Caldring needed something to take her mind off her foolishness, something that would keep her occupied. She had the mail and weapons of Tradden and Khalin to look at – they had been tainted by rust from whatever strange beast had lain in wait within the cellars of the tower, but they would be fairly trivial to clean and repair.

She decided to take a look in the other sack that Khalin had set down in the smithy.

A lot of the items were apprentice pieces for a smith – a jeweller by the looks of the style and shape of them, and a good one at that, although the pieces were mainly unfinished and basically worthless. The metals were light and obviously some form of alloy, but Caldring was unsure of what sort. One piece did catch her eye, however, more for it’s unusual shape than anything else. The piece was made up of exceptionally thin wires of metal that to Caldring’s surprise were extremely strong and rigid. These wires, twelve in all, formed the outline of a block, each wire representing one of the edges.

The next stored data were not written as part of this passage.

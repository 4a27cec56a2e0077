// Copyright 2026 the garnet authors
//
// Licensed under the Apache License, Version 2.0 (the "License");
// you may not use this file except in compliance with the License.
// You may obtain a copy of the License at
//
//     http://www.apache.org/licenses/LICENSE-2.0
//
// Unless required by applicable law or agreed to in writing, software
// distributed under the License is distributed on an "AS IS" BASIS,
// WITHOUT WARRANTIES OR CONDITIONS OF ANY KIND, either express or implied.
// See the License for the specific language governing permissions and
// limitations under the License.

//! Resource binding: layouts and multi-buffered resource sets.

mod layout;
pub(crate) mod set;

pub use layout::ResourceSetLayout;
pub use set::ResourceSet;
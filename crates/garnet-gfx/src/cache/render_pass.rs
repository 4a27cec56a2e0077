// Copyright 2026 the garnet authors
//
// Licensed under the Apache License, Version 2.0 (the "License");
// you may not use this file except in compliance with the License.
// You may obtain a copy of the License at
//
//     http://www.apache.org/licenses/LICENSE-2.0
//
// Unless required by applicable law or agreed to in writing, software
// distributed under the License is distributed on an "AS IS" BASIS,
// WITHOUT WARRANTIES OR CONDITIONS OF ANY KIND, either express or implied.
// See the License for the specific language governing permissions and
// limitations under the License.

//! Render pass cache and the pass compatibility key.

use garnet_core::error::GfxError;
use garnet_core::format::TextureFormat;
use garnet_core::raw::{RawDevice, RawRenderPassId, RenderPassDesc};
use std::collections::HashMap;
use std::sync::{Arc, Mutex};

/// The reduced pass identity used for framebuffer and pipeline reuse.
///
/// Two passes are compatible, meaning their framebuffers and pipelines
/// are interchangeable, iff their attachment counts, formats, and sample
/// counts match. Load and store behavior deliberately does not
/// participate.
#[derive(Debug, Clone, PartialEq, Eq, Hash)]
pub struct PassCompatKey {
    /// `(format, samples)` per color attachment, in slot order.
    pub colors: Vec<(TextureFormat, u32)>,
    /// `(format, samples)` of the depth attachment, if present.
    pub depth: Option<(TextureFormat, u32)>,
}

impl PassCompatKey {
    /// The compatibility key of a full pass description.
    pub fn of_desc(desc: &RenderPassDesc) -> Self {
        Self {
            colors: desc
                .colors
                .iter()
                .map(|attachment| (attachment.format, attachment.samples))
                .collect(),
            depth: desc
                .depth
                .as_ref()
                .map(|attachment| (attachment.format, attachment.samples)),
        }
    }
}

/// Cache of native render passes keyed on full pass identity. Entries
/// live for the session.
pub(crate) struct RenderPassCache {
    passes: Mutex<HashMap<RenderPassDesc, RawRenderPassId>>,
}

impl RenderPassCache {
    pub(crate) fn new() -> Self {
        Self {
            passes: Mutex::new(HashMap::new()),
        }
    }

    pub(crate) fn get(
        &self,
        device: &Arc<dyn RawDevice>,
        desc: &RenderPassDesc,
    ) -> Result<RawRenderPassId, GfxError> {
        let mut passes = self.passes.lock().unwrap();
        if let Some(&pass) = passes.get(desc) {
            return Ok(pass);
        }
        let pass = device.create_render_pass(desc)?;
        log::debug!("created render pass {pass:?} ({} color attachments)", desc.colors.len());
        passes.insert(desc.clone(), pass);
        Ok(pass)
    }
}

#[cfg(test)]
mod tests {
    use super::*;
    use garnet_core::raw::{AttachmentDesc, LoadOp, StoreOp};

    fn attachment(format: TextureFormat, load: LoadOp) -> AttachmentDesc {
        AttachmentDesc {
            format,
            samples: 1,
            load,
            store: StoreOp::Store,
        }
    }

    #[test]
    fn compat_ignores_load_store() {
        let a = RenderPassDesc {
            colors: vec![attachment(TextureFormat::Rgba8Unorm, LoadOp::Clear)],
            depth: None,
        };
        let b = RenderPassDesc {
            colors: vec![attachment(TextureFormat::Rgba8Unorm, LoadOp::Load)],
            depth: None,
        };
        assert_ne!(a, b);
        assert_eq!(PassCompatKey::of_desc(&a), PassCompatKey::of_desc(&b));
    }

    #[test]
    fn compat_distinguishes_formats() {
        let a = RenderPassDesc {
            colors: vec![attachment(TextureFormat::Rgba8Unorm, LoadOp::Clear)],
            depth: None,
        };
        let b = RenderPassDesc {
            colors: vec![attachment(TextureFormat::Rgba16Float, LoadOp::Clear)],
            depth: None,
        };
        assert_ne!(PassCompatKey::of_desc(&a), PassCompatKey::of_desc(&b));
    }
}
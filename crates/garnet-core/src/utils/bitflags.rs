// Copyright 2026 the garnet authors
//
// Licensed under the Apache License, Version 2.0 (the "License");
// you may not use this file except in compliance with the License.
// You may obtain a copy of the License at
//
//     http://www.apache.org/licenses/LICENSE-2.0
//
// Unless required by applicable law or agreed to in writing, software
// distributed under the License is distributed on an "AS IS" BASIS,
// WITHOUT WARRANTIES OR CONDITIONS OF ANY KIND, either express or implied.
// See the License for the specific language governing permissions and
// limitations under the License.

//! A macro to define bitflag types in a structured way.

#[macro_export]
#[doc(hidden)]
macro_rules! garnet_bitflags {
    (
        $(#[$attr:meta])*
        $vis:vis struct $name:ident: $ty:ty {
            $(
                $(#[$flag_attr:meta])*
                const $flag_name:ident = $flag_value:expr;
            )*
        }
    ) => {
        $(#[$attr])*
        #[derive(Clone, Copy, PartialEq, Eq, Hash, Default)]
        $vis struct $name {
            bits: $ty,
        }

        impl $name {
            /// An empty set of flags.
            pub const EMPTY: Self = Self { bits: 0 };

            /// Creates a flag set from raw bits. Unknown bits are kept.
            pub const fn from_bits(bits: $ty) -> Self {
                Self { bits }
            }

            /// Returns the raw value of the flag set.
            pub const fn bits(&self) -> $ty {
                self.bits
            }

            /// Returns `true` if all flags in `other` are contained in `self`.
            pub const fn contains(&self, other: Self) -> bool {
                (self.bits & other.bits) == other.bits
            }

            /// Returns `true` if any flag in `other` is contained in `self`.
            pub const fn intersects(&self, other: Self) -> bool {
                (self.bits & other.bits) != 0
            }

            /// Returns `true` if no flag is set.
            pub const fn is_empty(&self) -> bool {
                self.bits == 0
            }

            /// Inserts the flags in `other` into `self`.
            pub fn insert(&mut self, other: Self) {
                self.bits |= other.bits;
            }

            /// Removes the flags in `other` from `self`.
            pub fn remove(&mut self, other: Self) {
                self.bits &= !other.bits;
            }

            /// Returns a new set with `other` inserted.
            #[must_use]
            pub const fn with(mut self, other: Self) -> Self {
                self.bits |= other.bits;
                self
            }

            // Individual flag constants.
            $(
                $(#[$flag_attr])*
                pub const $flag_name: Self = Self { bits: $flag_value };
            )*
        }

        impl core::ops::BitOr for $name {
            type Output = Self;
            fn bitor(self, other: Self) -> Self {
                Self { bits: self.bits | other.bits }
            }
        }

        impl core::ops::BitAnd for $name {
            type Output = Self;
            fn bitand(self, other: Self) -> Self {
                Self { bits: self.bits & other.bits }
            }
        }

        impl core::ops::Not for $name {
            type Output = Self;
            fn not(self) -> Self {
                Self { bits: !self.bits }
            }
        }

        impl core::ops::BitOrAssign for $name {
            fn bitor_assign(&mut self, other: Self) {
                self.bits |= other.bits;
            }
        }

        impl core::ops::BitAndAssign for $name {
            fn bitand_assign(&mut self, other: Self) {
                self.bits &= other.bits;
            }
        }

        impl core::fmt::Debug for $name {
            fn fmt(&self, f: &mut core::fmt::Formatter<'_>) -> core::fmt::Result {
                let mut remaining = self.bits;
                let mut first = true;

                write!(f, "{}(", stringify!($name))?;
                $(
                    if ($flag_value != 0) && (remaining & $flag_value) == $flag_value {
                        if !first {
                            write!(f, " | ")?;
                        }
                        write!(f, "{}", stringify!($flag_name))?;
                        remaining &= !$flag_value;
                        first = false;
                    }
                )*
                if remaining != 0 {
                    if !first {
                        write!(f, " | ")?;
                    }
                    write!(f, "{remaining:#x}")?;
                    first = false;
                }
                if first {
                    write!(f, "EMPTY")?;
                }
                write!(f, ")")
            }
        }
    };
}

#[cfg(test)]
mod tests {
    use crate::garnet_bitflags;

    garnet_bitflags! {
        /// Flags used to verify the macro expansion.
        pub struct TestFlags: u32 {
            const A = 1 << 0;
            const B = 1 << 1;
            const C = 1 << 2;
            const AC = Self::A.bits() | Self::C.bits();
        }
    }

    #[test]
    fn empty_and_default() {
        assert_eq!(TestFlags::EMPTY.bits(), 0);
        assert_eq!(TestFlags::default(), TestFlags::EMPTY);
        assert!(TestFlags::EMPTY.is_empty());
        assert_eq!(format!("{:?}", TestFlags::EMPTY), "TestFlags(EMPTY)");
    }

    #[test]
    fn contains_and_intersects() {
        let ab = TestFlags::A | TestFlags::B;
        assert!(ab.contains(TestFlags::A));
        assert!(ab.contains(TestFlags::A | TestFlags::B));
        assert!(!ab.contains(TestFlags::C));
        assert!(ab.intersects(TestFlags::B | TestFlags::C));
        assert!(!ab.intersects(TestFlags::C));
    }

    #[test]
    fn insert_remove() {
        let mut flags = TestFlags::A;
        flags.insert(TestFlags::C);
        assert_eq!(flags, TestFlags::AC);
        flags.remove(TestFlags::A);
        assert_eq!(flags, TestFlags::C);
    }

    #[test]
    fn combined_constant() {
        assert_eq!(TestFlags::AC, TestFlags::A | TestFlags::C);
        assert_eq!(format!("{:?}", TestFlags::AC), "TestFlags(A | C)");
    }

    #[test]
    fn debug_with_unknown_bits() {
        let flags = TestFlags::A | TestFlags::from_bits(1 << 8);
        assert_eq!(format!("{flags:?}"), "TestFlags(A | 0x100)");
    }
}
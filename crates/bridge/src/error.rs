//! Errors raised by the dispatcher itself.

use protocol::{ErrorKind, RequestId};
use thiserror::Error;

/// Rejections of controller commands.
///
/// All of these are protocol errors: they are logged and absorbed by the
/// worker and never turn into a request failure.
#[derive(Debug, Error)]
pub enum BridgeError {
    /// A `StartRequest` reused an id that is still outstanding.
    #[error("request {0} is already outstanding")]
    DuplicateRequest(RequestId),

    /// A `StartRequest` arrived after shutdown began.
    #[error("dispatcher is shutting down; request {0} not started")]
    ShuttingDown(RequestId),
}

impl BridgeError {
    pub fn kind(&self) -> ErrorKind {
        ErrorKind::ProtocolError
    }
}
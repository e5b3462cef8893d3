//! Scripted inference clients and event helpers shared by the bridge suites.

#![allow(dead_code)]

use std::sync::atomic::{AtomicUsize, Ordering};
use std::sync::Arc;
use std::time::Duration;

use async_trait::async_trait;
use bridge::{Dispatcher, DispatcherConfig};
use futures::stream::{self, StreamExt};
use protocol::{
    ChatMessage, ChatPayload, EventMessage, FragmentStream, InferenceClient, InferenceError,
    InferenceOutput, RequestId,
};
use tokio::sync::mpsc;

type Script =
    dyn Fn(&ChatPayload, bool) -> Result<InferenceOutput, InferenceError> + Send + Sync + 'static;

/// An [`InferenceClient`] whose behaviour is a closure over the payload.
pub struct ScriptedClient {
    script: Box<Script>,
    invocations: AtomicUsize,
}

impl ScriptedClient {
    pub fn new(
        script: impl Fn(&ChatPayload, bool) -> Result<InferenceOutput, InferenceError>
            + Send
            + Sync
            + 'static,
    ) -> Arc<Self> {
        Arc::new(Self {
            script: Box::new(script),
            invocations: AtomicUsize::new(0),
        })
    }

    /// Streams `fragments` and then completes.
    pub fn streaming(fragments: &[&str]) -> Arc<Self> {
        let fragments: Vec<String> = fragments.iter().map(|s| s.to_string()).collect();
        Self::new(move |_, _| {
            Ok(InferenceOutput::Stream(ok_stream(fragments.clone())))
        })
    }

    /// Never yields and never finishes.
    pub fn hanging() -> Arc<Self> {
        Self::new(|_, _| Ok(InferenceOutput::Stream(stream::pending().boxed())))
    }

    pub fn invocations(&self) -> usize {
        self.invocations.load(Ordering::SeqCst)
    }
}

#[async_trait]
impl InferenceClient for ScriptedClient {
    async fn invoke(
        &self,
        payload: &ChatPayload,
        streaming: bool,
    ) -> Result<InferenceOutput, InferenceError> {
        self.invocations.fetch_add(1, Ordering::SeqCst);
        (self.script)(payload, streaming)
    }
}

pub fn ok_stream(fragments: Vec<String>) -> FragmentStream {
    stream::iter(fragments.into_iter().map(Ok)).boxed()
}

/// A stream fed by the returned sender; ends when the sender is dropped.
pub fn gated_stream() -> (mpsc::UnboundedSender<Result<String, InferenceError>>, FragmentStream) {
    let (tx, rx) = mpsc::unbounded_channel();
    let stream = stream::unfold(rx, |mut rx| async move {
        rx.recv().await.map(|item| (item, rx))
    })
    .boxed();
    (tx, stream)
}

pub fn id(s: &str) -> RequestId {
    RequestId::new(s).unwrap()
}

pub fn hi() -> ChatPayload {
    ChatPayload::new(vec![ChatMessage::user("hi")])
}

pub fn dispatcher(
    client: Arc<dyn InferenceClient>,
    event_buffer: usize,
) -> (Dispatcher, mpsc::Receiver<EventMessage>) {
    Dispatcher::with_channel(
        client,
        DispatcherConfig {
            event_buffer,
            cancel_grace: Duration::from_secs(2),
        },
    )
}

pub async fn next_event(rx: &mut mpsc::Receiver<EventMessage>) -> EventMessage {
    tokio::time::timeout(Duration::from_secs(5), rx.recv())
        .await
        .expect("timed out waiting for an event")
        .expect("event channel closed")
}

/// Receives events until `terminals` terminal events have been seen.
pub async fn collect_terminals(
    rx: &mut mpsc::Receiver<EventMessage>,
    terminals: usize,
) -> Vec<EventMessage> {
    let mut events = Vec::new();
    let mut seen = 0;
    while seen < terminals {
        let event = next_event(rx).await;
        if event.is_terminal() {
            seen += 1;
        }
        events.push(event);
    }
    events
}

/// Waits until the dispatcher has no outstanding requests.
pub async fn wait_idle(dispatcher: &Dispatcher) {
    tokio::time::timeout(Duration::from_secs(5), async {
        while dispatcher.in_flight() > 0 {
            tokio::time::sleep(Duration::from_millis(1)).await;
        }
    })
    .await
    .expect("dispatcher did not go idle");
}

/// Asserts that nothing else arrives on the channel.
pub async fn assert_quiet(rx: &mut mpsc::Receiver<EventMessage>) {
    tokio::time::sleep(Duration::from_millis(20)).await;
    if let Ok(event) = rx.try_recv() {
        panic!("unexpected event: {event:?}");
    }
}

/// Sequence numbers of the chunks for `id`, in arrival order.
pub fn chunk_seqs(events: &[EventMessage], id: &RequestId) -> Vec<u64> {
    events
        .iter()
        .filter_map(|event| match event {
            EventMessage::Chunk { id: eid, seq, .. } if eid == id => Some(*seq),
            _ => None,
        })
        .collect()
}
//! Controller side of the channel.
//!
//! A [`Controller`] owns one connection to a worker. Requests are started
//! through it and each gets a [`RequestHandle`] that receives only that
//! request's events, in order. A background reader routes inbound events by
//! id and drops the route once the request's terminal event has been
//! delivered.

use std::collections::HashMap;
use std::process::{ExitStatus, Stdio};
use std::sync::{Arc, Mutex, MutexGuard, PoisonError};

use futures::{SinkExt, StreamExt};
use protocol::{
    codec, AggregateResponse, ChatPayload, ControlMessage, ErrorEnvelope, EventMessage,
    RemoteFailure, RequestId, RequestState,
};
use tokio::io::{AsyncRead, AsyncWrite};
use tokio::process::{Child, Command};
use tokio::sync::mpsc;
use tokio::task::JoinHandle;
use tokio_util::codec::{FramedRead, FramedWrite};
use tokio_util::sync::CancellationToken;
use tracing::{debug, info, warn};

use crate::codec::{Inbound, NdjsonCodec};
use crate::error::TransportError;

type ControllerCodec = NdjsonCodec<EventMessage, ControlMessage>;
type Routes = Arc<Mutex<HashMap<RequestId, mpsc::UnboundedSender<EventMessage>>>>;

/// Capacity of the outbound control queue.
const OUTBOUND_BUFFER: usize = 64;

/// Multiplexing client for one worker connection.
pub struct Controller {
    outbound: mpsc::Sender<ControlMessage>,
    routes: Routes,
    closing: CancellationToken,
    writer: Option<JoinHandle<Result<(), TransportError>>>,
    reader: Option<JoinHandle<()>>,
}

impl Controller {
    /// Starts the reader and writer tasks over an already-open channel.
    ///
    /// `reader` carries events from the worker and `writer` carries control
    /// messages to it. Must be called within a tokio runtime.
    ///
    /// `max_frame_bytes` bounds every event line, including a `done` carrying
    /// a large aggregate. A longer line cannot be attributed to its request,
    /// so it releases every outstanding handle: their [`RequestHandle::collect`]
    /// fails with [`TransportError::Closed`].
    pub fn connect<R, W>(reader: R, writer: W, max_frame_bytes: usize) -> Self
    where
        R: AsyncRead + Unpin + Send + 'static,
        W: AsyncWrite + Unpin + Send + 'static,
    {
        let routes: Routes = Arc::new(Mutex::new(HashMap::new()));
        let closing = CancellationToken::new();
        let (outbound, queue) = mpsc::channel(OUTBOUND_BUFFER);

        let writer = tokio::spawn(write_controls(
            queue,
            FramedWrite::new(writer, ControllerCodec::new(max_frame_bytes)),
            closing.clone(),
        ));
        let reader = tokio::spawn(route_events(
            FramedRead::new(reader, ControllerCodec::new(max_frame_bytes)),
            Arc::clone(&routes),
        ));

        Self {
            outbound,
            routes,
            closing,
            writer: Some(writer),
            reader: Some(reader),
        }
    }

    /// Sends a `start_request` and returns the handle for its events.
    ///
    /// Fails with [`TransportError::DuplicateRequest`] if `id` is still
    /// outstanding on this controller.
    pub async fn start(
        &self,
        id: RequestId,
        payload: ChatPayload,
        streaming: bool,
    ) -> Result<RequestHandle, TransportError> {
        let (tx, rx) = mpsc::unbounded_channel();
        {
            let mut routes = lock_routes(&self.routes);
            if routes.contains_key(&id) {
                return Err(TransportError::DuplicateRequest(id));
            }
            routes.insert(id.clone(), tx);
        }

        let message = ControlMessage::StartRequest {
            id: id.clone(),
            payload,
            streaming,
        };
        if self.outbound.send(message).await.is_err() {
            lock_routes(&self.routes).remove(&id);
            return Err(TransportError::Closed);
        }
        debug!(request_id = %id, streaming, "request started");

        Ok(RequestHandle {
            id,
            events: rx,
            outbound: self.outbound.clone(),
        })
    }

    /// Sends a `cancel_request` for `id`. The worker ignores unknown ids.
    pub async fn cancel(&self, id: &RequestId) -> Result<(), TransportError> {
        send_cancel(&self.outbound, id).await
    }

    /// Requests whose terminal event has not arrived yet.
    pub fn outstanding(&self) -> usize {
        lock_routes(&self.routes).len()
    }

    /// Closes the control direction and waits for the worker to finish.
    ///
    /// Queued control messages are flushed first. The worker sees end of
    /// input, cancels what is still running, and closes its side; the reader
    /// delivers those last events and then releases every handle.
    pub async fn close(mut self) -> Result<(), TransportError> {
        self.closing.cancel();
        let written = match self.writer.take() {
            Some(writer) => writer.await.unwrap_or(Err(TransportError::Closed)),
            None => Ok(()),
        };
        if let Some(reader) = self.reader.take() {
            if reader.await.is_err() {
                warn!("event reader task failed");
            }
        }
        written
    }
}

impl Drop for Controller {
    fn drop(&mut self) {
        self.closing.cancel();
    }
}

// ---------------------------------------------------------------------------
// Per-request handle
// ---------------------------------------------------------------------------

/// Receiving end for one request's events.
#[derive(Debug)]
pub struct RequestHandle {
    id: RequestId,
    events: mpsc::UnboundedReceiver<EventMessage>,
    outbound: mpsc::Sender<ControlMessage>,
}

impl RequestHandle {
    pub fn id(&self) -> &RequestId {
        &self.id
    }

    /// Next event for this request; `None` after the terminal event or if
    /// the connection is gone.
    pub async fn next_event(&mut self) -> Option<EventMessage> {
        self.events.recv().await
    }

    pub async fn cancel(&self) -> Result<(), TransportError> {
        send_cancel(&self.outbound, &self.id).await
    }

    /// Consumes events until the terminal one and summarizes the request.
    ///
    /// Chunk data is concatenated in arrival order. Fails with
    /// [`TransportError::Closed`] if the connection ends first.
    pub async fn collect(mut self) -> Result<RequestOutcome, TransportError> {
        let mut text = String::new();
        let mut chunks = 0_u64;
        while let Some(event) = self.next_event().await {
            match event {
                EventMessage::Chunk { seq, data, .. } => {
                    if seq != chunks {
                        warn!(request_id = %self.id, expected = chunks, seq, "chunk out of sequence");
                    }
                    chunks += 1;
                    text.push_str(&data);
                }
                EventMessage::Done {
                    aggregate_result, ..
                } => {
                    return Ok(RequestOutcome::Completed {
                        text: aggregate_result
                            .as_ref()
                            .map_or(text, |aggregate| aggregate.content.clone()),
                        chunks,
                        aggregate: aggregate_result,
                    })
                }
                EventMessage::Error { envelope, .. } => {
                    return Ok(RequestOutcome::Failed {
                        partial: text,
                        chunks,
                        envelope,
                    })
                }
                EventMessage::Cancelled { .. } => {
                    return Ok(RequestOutcome::Cancelled {
                        partial: text,
                        chunks,
                    })
                }
            }
        }
        Err(TransportError::Closed)
    }
}

/// How a request ended, as seen by the controller.
#[derive(Debug, Clone, PartialEq)]
pub enum RequestOutcome {
    Completed {
        /// Concatenated chunks, or the aggregate content for non-streaming
        /// requests.
        text: String,
        chunks: u64,
        aggregate: Option<AggregateResponse>,
    },
    Failed {
        partial: String,
        chunks: u64,
        envelope: ErrorEnvelope,
    },
    Cancelled {
        partial: String,
        chunks: u64,
    },
}

impl RequestOutcome {
    pub fn state(&self) -> RequestState {
        match self {
            RequestOutcome::Completed { .. } => RequestState::Completed,
            RequestOutcome::Failed { .. } => RequestState::Failed,
            RequestOutcome::Cancelled { .. } => RequestState::Cancelled,
        }
    }

    /// The decoded failure chain, for `Failed` outcomes.
    pub fn failure(&self) -> Option<RemoteFailure> {
        match self {
            RequestOutcome::Failed { envelope, .. } => Some(codec::decode(envelope)),
            _ => None,
        }
    }
}

// ---------------------------------------------------------------------------
// Worker process
// ---------------------------------------------------------------------------

/// A worker running as a child process, connected over its stdio.
///
/// The child's stderr is inherited so its logs reach the parent's stderr.
/// Dropping the value kills the child.
pub struct WorkerProcess {
    child: Child,
    controller: Controller,
}

impl WorkerProcess {
    /// Starts `command` with piped stdin and stdout and connects to it.
    ///
    /// `max_frame_bytes` should be at least the worker's own limit so that
    /// large aggregate results fit; see [`Controller::connect`] for what
    /// happens to a longer event line.
    pub fn spawn(mut command: Command, max_frame_bytes: usize) -> Result<Self, TransportError> {
        command
            .stdin(Stdio::piped())
            .stdout(Stdio::piped())
            .stderr(Stdio::inherit())
            .kill_on_drop(true);

        let mut child = command.spawn().map_err(TransportError::Spawn)?;
        let stdin = child.stdin.take().ok_or(TransportError::MissingPipe("stdin"))?;
        let stdout = child
            .stdout
            .take()
            .ok_or(TransportError::MissingPipe("stdout"))?;
        info!(pid = child.id(), "worker process started");

        Ok(Self {
            child,
            controller: Controller::connect(stdout, stdin, max_frame_bytes),
        })
    }

    pub fn controller(&self) -> &Controller {
        &self.controller
    }

    pub fn pid(&self) -> Option<u32> {
        self.child.id()
    }

    /// Closes the channel and waits for the child to exit.
    pub async fn shutdown(mut self) -> Result<ExitStatus, TransportError> {
        self.controller.close().await?;
        let status = self.child.wait().await?;
        info!(%status, "worker process exited");
        Ok(status)
    }
}

// ---------------------------------------------------------------------------
// Background tasks
// ---------------------------------------------------------------------------

async fn send_cancel(
    outbound: &mpsc::Sender<ControlMessage>,
    id: &RequestId,
) -> Result<(), TransportError> {
    outbound
        .send(ControlMessage::CancelRequest { id: id.clone() })
        .await
        .map_err(|_| TransportError::Closed)
}

async fn write_controls<W>(
    mut queue: mpsc::Receiver<ControlMessage>,
    mut sink: FramedWrite<W, ControllerCodec>,
    closing: CancellationToken,
) -> Result<(), TransportError>
where
    W: AsyncWrite + Unpin,
{
    loop {
        let message = tokio::select! {
            biased;
            message = queue.recv() => message,
            _ = closing.cancelled() => None,
        };
        let Some(message) = message else { break };
        sink.send(message).await?;
    }

    // Flush anything queued before the close was requested.
    while let Ok(message) = queue.try_recv() {
        sink.send(message).await?;
    }
    sink.close().await
}

async fn route_events<R>(mut frames: FramedRead<R, ControllerCodec>, routes: Routes)
where
    R: AsyncRead + Unpin,
{
    while let Some(frame) = frames.next().await {
        let event = match frame {
            Ok(Inbound::Message(event)) => event,
            Ok(Inbound::Rejected(err @ TransportError::FrameTooLarge { .. })) => {
                // The line is discarded unread, so whichever request it
                // belonged to can no longer be told apart from the rest.
                let released = release_all(&routes);
                warn!(error = %err, released, "event frame too large; releasing outstanding requests");
                continue;
            }
            Ok(Inbound::Rejected(err)) => {
                warn!(error = %err, "event frame rejected");
                continue;
            }
            Err(err) => {
                warn!(error = %err, "event channel read failed");
                break;
            }
        };

        let mut table = lock_routes(&routes);
        let id = event.id().clone();
        let route = if event.is_terminal() {
            table.remove(&id)
        } else {
            table.get(&id).cloned()
        };
        match route {
            // A dropped handle just means nobody is listening any more.
            Some(tx) => {
                let _ = tx.send(event);
            }
            None => debug!(request_id = %id, "event for unknown request dropped"),
        }
    }

    let orphaned = release_all(&routes);
    if orphaned > 0 {
        warn!(orphaned, "worker channel closed with requests outstanding");
    }
}

/// Drops every route so the waiting handles see the connection as closed.
fn release_all(routes: &Routes) -> usize {
    let mut table = lock_routes(routes);
    let released = table.len();
    table.clear();
    released
}

fn lock_routes(
    routes: &Mutex<HashMap<RequestId, mpsc::UnboundedSender<EventMessage>>>,
) -> MutexGuard<'_, HashMap<RequestId, mpsc::UnboundedSender<EventMessage>>> {
    routes.lock().unwrap_or_else(PoisonError::into_inner)
}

The block in total was about two feet wide, by one foot high, and one foot deep. Excellent craftsmanship, but an unusual shape.

Caldring set the piece on top of the anvil and retired to a nearby chair to stare at it and think for a while. Her heartbeat had slowed and she felt more in control of herself, now – the challenge presented by this prentice piece distracting her from her embarrasment. She spent nearly an hour in contemplation.

All kinds of thoughs had passed fleetingly through her mind for the use of the strange contraption, but none of them stood up to any thorough examination. It was neither a weapon, nor a piece of armour, not even a shield. It’s strange shape did not lend itself to either of those, nor to decorative adornment. It was only when she cast her net further afield did she begin to sense the truth.

She rushed outside of her smithy for the second time that evening, heading to one of the town’s walls where some of the stones from the ruins of the central keep had been moved. The stones, with their dweomer of protection, had been moved some five or six tendays previously and were now firmly ensconced within the growing walls. However, their size was easy to tell in the gathering gloom of evening. It seemed obvious now – the stones were two feet wide, by one foot wide, and one foot deep. Caldring had no doubts – they would fit exactly inside the wire frame sat on her anvil.

Whoever, or whatever, had made the piece was responsible for the stones within the walls now of Blackengorge, and perhaps those of the gorge wall. Caldring was certain.